[Collected data]
════════════════════

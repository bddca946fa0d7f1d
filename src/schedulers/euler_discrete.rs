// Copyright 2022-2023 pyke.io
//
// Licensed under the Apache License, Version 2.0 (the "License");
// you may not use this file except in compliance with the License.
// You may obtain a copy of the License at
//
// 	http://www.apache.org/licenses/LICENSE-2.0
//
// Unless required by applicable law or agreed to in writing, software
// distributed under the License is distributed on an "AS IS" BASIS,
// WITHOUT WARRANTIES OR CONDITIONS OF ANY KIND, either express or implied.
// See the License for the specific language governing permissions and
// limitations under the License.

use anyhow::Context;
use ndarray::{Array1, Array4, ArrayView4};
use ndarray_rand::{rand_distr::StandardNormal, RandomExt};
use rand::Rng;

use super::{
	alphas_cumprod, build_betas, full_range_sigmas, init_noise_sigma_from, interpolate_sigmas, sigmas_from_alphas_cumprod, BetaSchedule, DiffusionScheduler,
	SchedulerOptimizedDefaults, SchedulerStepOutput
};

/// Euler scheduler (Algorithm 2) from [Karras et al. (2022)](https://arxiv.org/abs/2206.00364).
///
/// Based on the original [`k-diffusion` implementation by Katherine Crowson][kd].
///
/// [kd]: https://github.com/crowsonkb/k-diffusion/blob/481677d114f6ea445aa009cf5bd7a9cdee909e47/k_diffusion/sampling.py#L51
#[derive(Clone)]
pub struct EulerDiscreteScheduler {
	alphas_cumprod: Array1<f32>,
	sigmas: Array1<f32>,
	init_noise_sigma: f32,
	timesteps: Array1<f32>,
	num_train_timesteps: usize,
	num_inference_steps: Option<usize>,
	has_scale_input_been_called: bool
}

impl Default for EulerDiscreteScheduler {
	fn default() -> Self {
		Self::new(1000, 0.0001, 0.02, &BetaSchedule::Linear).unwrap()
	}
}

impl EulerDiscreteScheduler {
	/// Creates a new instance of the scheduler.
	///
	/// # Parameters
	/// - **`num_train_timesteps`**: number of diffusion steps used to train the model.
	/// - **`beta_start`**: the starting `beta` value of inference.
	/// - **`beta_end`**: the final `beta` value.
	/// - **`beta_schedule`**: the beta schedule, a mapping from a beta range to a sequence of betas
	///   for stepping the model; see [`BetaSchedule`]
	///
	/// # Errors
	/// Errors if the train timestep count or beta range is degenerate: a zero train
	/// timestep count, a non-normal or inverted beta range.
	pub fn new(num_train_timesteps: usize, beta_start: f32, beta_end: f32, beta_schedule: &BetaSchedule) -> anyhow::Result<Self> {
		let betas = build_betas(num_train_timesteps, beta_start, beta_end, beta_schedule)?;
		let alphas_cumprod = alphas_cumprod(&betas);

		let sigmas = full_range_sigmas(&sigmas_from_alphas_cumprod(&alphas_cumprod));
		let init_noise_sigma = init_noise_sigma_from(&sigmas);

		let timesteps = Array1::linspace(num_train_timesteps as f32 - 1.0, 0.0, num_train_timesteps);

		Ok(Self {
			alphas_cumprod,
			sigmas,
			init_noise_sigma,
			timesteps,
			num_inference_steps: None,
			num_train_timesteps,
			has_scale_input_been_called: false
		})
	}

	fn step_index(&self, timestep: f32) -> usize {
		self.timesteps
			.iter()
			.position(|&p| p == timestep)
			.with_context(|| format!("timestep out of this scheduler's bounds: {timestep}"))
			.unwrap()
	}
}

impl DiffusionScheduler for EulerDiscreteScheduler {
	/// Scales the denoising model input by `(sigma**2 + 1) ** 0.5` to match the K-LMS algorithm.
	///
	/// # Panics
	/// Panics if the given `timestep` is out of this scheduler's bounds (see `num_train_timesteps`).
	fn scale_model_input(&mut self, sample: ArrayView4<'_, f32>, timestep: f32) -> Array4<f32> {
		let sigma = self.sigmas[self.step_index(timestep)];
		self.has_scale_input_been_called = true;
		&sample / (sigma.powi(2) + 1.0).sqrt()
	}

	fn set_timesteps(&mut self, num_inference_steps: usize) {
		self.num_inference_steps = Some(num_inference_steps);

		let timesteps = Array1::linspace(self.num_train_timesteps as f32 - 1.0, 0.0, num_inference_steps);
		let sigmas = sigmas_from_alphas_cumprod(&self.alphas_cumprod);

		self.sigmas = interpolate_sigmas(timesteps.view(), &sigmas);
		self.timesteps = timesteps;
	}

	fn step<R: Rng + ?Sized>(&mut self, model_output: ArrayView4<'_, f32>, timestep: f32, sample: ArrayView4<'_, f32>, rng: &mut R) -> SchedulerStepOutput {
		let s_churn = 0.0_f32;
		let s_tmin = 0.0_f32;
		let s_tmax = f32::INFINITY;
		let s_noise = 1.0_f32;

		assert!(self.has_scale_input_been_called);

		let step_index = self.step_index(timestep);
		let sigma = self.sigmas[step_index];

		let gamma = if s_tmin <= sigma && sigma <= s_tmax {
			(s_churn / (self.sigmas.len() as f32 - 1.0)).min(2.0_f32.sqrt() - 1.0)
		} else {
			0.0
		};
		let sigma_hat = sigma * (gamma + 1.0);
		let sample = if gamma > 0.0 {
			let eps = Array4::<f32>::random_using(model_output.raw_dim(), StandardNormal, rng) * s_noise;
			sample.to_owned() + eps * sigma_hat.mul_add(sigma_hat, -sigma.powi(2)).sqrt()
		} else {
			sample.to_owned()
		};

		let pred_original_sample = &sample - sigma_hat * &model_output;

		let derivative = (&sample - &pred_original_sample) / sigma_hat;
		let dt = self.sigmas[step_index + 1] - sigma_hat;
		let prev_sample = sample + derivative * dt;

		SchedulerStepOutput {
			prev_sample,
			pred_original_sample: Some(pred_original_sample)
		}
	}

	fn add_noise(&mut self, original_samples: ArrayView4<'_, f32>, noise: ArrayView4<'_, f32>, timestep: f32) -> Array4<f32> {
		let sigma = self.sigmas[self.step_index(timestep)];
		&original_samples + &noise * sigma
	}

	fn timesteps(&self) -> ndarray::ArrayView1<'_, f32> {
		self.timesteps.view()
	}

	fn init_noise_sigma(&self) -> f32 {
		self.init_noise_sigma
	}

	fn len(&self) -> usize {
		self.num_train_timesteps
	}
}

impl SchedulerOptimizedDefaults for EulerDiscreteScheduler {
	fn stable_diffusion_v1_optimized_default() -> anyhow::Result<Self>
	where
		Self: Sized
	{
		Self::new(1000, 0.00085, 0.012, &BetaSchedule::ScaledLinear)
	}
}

════════════════════

Each line that holds the word "SchedulerOptimizedDefaults" should be extracted from the records.

	SchedulerOptimizedDefaults, SchedulerStepOutput
impl SchedulerOptimizedDefaults for EulerDiscreteScheduler {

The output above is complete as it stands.